■ Required work: Report the number of lines of the listing below containing the string "RiskProfile", with nothing added.

■ Input material:

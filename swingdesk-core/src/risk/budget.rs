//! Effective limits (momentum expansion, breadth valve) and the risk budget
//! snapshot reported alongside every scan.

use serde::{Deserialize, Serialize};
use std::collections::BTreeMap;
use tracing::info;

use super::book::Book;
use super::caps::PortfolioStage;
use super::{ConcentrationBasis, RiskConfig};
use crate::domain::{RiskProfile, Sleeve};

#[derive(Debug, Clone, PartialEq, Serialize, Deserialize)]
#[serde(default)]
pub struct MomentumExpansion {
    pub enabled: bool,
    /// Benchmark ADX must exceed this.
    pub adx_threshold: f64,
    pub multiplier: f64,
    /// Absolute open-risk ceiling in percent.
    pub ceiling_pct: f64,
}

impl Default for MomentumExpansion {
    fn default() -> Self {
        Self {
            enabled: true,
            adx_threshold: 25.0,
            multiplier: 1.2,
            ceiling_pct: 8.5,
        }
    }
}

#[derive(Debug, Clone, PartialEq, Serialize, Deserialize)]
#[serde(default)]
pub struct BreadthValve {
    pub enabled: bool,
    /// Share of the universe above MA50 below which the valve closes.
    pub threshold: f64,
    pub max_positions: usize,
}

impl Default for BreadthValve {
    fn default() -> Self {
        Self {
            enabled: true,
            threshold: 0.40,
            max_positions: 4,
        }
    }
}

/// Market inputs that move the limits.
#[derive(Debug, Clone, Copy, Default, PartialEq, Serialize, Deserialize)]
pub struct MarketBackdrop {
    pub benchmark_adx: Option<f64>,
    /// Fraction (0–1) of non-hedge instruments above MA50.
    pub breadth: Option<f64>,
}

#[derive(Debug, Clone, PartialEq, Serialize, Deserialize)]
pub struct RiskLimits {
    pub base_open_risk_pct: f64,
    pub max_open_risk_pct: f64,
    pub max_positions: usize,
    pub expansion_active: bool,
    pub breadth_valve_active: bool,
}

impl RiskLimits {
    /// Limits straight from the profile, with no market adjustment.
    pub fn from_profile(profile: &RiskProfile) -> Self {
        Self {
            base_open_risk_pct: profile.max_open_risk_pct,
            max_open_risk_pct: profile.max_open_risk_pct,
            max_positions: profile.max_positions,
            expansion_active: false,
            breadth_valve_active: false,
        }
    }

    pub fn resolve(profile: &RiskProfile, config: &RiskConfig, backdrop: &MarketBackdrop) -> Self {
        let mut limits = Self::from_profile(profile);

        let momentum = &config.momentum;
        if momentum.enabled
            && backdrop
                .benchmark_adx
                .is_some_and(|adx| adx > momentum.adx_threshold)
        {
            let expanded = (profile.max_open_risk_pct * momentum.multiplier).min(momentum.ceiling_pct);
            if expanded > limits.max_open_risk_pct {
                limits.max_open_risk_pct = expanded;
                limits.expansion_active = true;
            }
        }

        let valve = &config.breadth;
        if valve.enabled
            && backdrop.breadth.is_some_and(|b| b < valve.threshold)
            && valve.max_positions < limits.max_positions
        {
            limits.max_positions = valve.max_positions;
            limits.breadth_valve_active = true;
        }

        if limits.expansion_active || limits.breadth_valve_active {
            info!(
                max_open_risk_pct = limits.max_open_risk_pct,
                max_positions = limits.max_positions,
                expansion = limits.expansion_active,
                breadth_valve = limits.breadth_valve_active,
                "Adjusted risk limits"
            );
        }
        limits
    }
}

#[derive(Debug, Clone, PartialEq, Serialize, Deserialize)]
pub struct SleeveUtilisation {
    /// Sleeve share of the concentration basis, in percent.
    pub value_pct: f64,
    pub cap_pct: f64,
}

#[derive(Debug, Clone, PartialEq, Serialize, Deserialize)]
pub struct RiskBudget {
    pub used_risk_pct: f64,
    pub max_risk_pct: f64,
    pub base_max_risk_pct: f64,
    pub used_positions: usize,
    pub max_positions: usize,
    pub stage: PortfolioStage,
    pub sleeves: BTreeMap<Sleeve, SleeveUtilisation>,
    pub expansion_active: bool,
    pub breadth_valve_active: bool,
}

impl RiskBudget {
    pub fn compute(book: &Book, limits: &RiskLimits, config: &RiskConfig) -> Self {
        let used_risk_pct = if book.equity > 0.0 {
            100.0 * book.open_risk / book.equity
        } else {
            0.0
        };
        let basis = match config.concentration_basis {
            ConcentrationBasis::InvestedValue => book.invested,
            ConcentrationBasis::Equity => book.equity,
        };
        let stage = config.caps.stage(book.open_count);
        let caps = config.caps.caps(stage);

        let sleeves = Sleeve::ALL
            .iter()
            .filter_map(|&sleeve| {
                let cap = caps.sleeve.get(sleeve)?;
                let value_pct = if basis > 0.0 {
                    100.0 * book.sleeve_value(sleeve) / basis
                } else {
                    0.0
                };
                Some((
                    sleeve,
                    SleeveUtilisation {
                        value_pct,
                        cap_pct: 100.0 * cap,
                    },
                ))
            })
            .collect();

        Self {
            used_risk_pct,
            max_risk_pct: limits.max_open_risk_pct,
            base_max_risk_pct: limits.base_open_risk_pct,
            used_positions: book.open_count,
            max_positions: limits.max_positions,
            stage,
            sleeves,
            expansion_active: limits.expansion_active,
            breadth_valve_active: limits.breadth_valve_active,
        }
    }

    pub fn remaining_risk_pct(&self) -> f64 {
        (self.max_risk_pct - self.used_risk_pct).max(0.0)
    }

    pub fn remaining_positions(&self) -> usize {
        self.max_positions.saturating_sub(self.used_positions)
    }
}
---
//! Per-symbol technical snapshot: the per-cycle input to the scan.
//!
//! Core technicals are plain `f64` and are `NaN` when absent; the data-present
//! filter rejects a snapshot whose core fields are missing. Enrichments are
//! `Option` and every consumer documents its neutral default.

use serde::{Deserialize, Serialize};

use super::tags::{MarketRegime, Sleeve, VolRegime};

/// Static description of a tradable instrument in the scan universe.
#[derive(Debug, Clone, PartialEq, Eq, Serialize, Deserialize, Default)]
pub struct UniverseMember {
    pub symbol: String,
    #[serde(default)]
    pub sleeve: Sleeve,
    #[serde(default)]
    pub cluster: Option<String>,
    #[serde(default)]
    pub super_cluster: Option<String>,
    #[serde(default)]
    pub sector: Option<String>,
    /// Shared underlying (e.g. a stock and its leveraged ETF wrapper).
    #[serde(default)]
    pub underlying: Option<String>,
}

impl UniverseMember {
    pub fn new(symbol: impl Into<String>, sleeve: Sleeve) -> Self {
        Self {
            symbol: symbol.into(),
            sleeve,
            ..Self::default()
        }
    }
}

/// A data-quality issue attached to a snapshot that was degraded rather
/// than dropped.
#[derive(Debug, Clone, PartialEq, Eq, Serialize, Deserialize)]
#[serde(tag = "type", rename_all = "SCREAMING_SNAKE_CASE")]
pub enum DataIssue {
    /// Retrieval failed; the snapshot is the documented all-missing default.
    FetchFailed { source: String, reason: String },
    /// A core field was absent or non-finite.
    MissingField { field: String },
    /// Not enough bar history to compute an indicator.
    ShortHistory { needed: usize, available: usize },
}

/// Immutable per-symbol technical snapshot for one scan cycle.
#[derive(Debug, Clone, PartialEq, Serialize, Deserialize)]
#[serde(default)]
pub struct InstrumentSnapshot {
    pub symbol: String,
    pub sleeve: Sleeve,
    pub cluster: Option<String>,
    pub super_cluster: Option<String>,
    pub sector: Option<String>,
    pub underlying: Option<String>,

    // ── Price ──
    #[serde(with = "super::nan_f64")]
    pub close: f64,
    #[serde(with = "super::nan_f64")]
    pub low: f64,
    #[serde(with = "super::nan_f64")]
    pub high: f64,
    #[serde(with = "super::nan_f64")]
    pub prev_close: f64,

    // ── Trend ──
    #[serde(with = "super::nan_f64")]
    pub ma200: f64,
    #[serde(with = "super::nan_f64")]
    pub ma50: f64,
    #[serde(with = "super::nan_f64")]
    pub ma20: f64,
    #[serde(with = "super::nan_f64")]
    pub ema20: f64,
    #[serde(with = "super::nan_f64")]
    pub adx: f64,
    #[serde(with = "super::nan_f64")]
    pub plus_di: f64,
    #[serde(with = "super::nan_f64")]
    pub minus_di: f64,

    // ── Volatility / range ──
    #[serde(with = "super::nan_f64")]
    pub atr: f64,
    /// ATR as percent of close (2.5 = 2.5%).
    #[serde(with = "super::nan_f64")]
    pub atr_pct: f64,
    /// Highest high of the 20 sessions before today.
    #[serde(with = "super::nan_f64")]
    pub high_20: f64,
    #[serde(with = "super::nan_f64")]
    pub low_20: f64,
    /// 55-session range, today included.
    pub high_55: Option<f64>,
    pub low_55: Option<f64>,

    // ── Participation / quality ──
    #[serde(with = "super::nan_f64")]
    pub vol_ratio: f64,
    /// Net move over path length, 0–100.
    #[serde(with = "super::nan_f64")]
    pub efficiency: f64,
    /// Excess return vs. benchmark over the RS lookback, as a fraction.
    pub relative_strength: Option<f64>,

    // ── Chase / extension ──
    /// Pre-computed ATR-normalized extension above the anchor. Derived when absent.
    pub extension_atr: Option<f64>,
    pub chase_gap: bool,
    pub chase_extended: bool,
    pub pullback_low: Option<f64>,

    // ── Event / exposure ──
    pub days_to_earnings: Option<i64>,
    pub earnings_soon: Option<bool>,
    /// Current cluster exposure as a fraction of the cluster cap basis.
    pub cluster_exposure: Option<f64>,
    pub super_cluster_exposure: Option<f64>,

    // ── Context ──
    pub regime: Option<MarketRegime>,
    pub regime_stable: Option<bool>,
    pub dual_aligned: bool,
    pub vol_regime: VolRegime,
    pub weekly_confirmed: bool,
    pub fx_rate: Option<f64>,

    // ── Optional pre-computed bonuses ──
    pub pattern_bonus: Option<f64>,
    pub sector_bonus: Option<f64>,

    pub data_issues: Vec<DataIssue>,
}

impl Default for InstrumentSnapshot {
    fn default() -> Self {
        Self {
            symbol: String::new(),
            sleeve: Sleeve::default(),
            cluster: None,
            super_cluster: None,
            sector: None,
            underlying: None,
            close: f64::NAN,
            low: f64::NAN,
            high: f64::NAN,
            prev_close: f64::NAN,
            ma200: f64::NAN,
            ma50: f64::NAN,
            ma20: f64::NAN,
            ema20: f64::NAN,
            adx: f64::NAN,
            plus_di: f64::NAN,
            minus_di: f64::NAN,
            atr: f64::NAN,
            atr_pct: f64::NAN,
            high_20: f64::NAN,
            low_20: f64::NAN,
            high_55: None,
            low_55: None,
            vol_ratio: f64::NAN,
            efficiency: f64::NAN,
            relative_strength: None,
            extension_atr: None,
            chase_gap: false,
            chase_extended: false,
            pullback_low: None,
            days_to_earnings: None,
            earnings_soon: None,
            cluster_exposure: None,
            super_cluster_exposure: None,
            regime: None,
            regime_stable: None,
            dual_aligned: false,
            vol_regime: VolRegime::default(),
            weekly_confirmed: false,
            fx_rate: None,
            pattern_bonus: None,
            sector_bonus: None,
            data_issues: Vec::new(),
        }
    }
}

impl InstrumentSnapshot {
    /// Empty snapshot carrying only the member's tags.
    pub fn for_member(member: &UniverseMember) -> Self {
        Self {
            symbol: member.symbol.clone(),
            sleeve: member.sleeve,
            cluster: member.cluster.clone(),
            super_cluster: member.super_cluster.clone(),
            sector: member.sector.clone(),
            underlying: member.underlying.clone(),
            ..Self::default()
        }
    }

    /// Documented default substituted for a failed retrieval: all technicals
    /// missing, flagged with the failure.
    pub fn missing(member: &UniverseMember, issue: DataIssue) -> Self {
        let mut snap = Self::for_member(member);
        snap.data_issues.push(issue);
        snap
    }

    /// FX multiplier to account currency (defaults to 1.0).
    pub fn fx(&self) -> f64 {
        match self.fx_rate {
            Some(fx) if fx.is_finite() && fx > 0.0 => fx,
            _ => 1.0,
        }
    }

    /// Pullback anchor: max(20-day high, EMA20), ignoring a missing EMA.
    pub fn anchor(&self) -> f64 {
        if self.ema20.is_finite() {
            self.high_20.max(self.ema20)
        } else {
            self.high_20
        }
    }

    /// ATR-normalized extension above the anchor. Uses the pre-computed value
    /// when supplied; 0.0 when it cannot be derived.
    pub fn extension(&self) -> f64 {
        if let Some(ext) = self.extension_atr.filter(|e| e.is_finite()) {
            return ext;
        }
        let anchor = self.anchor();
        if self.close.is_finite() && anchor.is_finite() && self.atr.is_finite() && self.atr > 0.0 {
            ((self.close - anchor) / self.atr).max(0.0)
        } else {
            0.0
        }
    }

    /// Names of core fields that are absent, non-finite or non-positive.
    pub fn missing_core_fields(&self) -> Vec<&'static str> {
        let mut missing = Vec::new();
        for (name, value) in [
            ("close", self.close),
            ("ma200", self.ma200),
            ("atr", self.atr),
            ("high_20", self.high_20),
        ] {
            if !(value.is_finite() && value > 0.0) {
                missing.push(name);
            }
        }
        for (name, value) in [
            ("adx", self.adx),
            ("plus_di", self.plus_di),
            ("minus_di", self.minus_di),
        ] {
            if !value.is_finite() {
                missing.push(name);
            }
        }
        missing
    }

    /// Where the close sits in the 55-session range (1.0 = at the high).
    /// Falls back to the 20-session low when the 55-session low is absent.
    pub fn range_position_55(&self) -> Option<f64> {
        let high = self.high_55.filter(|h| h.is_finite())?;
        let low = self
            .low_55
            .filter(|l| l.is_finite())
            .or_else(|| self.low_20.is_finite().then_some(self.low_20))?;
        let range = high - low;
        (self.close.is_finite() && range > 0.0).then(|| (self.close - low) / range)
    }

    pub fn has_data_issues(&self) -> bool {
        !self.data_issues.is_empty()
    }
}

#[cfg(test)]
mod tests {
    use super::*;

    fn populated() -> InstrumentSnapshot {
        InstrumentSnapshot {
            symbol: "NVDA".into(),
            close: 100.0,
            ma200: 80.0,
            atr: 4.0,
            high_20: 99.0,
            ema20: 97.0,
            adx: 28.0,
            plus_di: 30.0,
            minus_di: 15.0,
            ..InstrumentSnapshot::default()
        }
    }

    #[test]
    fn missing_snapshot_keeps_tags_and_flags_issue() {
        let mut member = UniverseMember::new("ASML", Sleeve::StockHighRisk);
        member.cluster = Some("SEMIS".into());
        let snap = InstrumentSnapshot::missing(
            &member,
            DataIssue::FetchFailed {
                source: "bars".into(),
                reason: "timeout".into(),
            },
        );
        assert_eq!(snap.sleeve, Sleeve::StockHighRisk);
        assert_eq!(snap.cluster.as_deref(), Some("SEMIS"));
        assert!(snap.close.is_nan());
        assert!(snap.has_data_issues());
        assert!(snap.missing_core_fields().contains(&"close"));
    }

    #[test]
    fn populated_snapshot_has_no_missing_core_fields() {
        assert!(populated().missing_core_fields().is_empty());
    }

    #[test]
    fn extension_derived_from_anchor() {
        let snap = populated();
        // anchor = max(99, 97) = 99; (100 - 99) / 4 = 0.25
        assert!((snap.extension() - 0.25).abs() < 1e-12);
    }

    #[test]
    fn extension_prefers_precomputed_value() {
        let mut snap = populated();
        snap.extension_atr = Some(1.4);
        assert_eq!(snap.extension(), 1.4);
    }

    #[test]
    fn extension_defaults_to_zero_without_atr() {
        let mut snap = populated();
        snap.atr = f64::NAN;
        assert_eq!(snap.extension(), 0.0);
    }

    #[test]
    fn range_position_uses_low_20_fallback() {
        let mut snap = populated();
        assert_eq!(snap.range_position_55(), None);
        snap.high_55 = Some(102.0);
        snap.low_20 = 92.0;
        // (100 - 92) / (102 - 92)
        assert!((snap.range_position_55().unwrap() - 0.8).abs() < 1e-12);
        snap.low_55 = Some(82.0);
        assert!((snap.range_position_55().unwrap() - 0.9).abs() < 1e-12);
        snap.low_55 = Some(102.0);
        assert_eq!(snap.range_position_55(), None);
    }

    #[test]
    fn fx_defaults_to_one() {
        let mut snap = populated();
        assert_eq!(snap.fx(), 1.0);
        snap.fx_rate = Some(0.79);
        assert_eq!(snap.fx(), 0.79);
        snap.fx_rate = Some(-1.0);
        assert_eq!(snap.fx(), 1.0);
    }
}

■ Exercise response: 3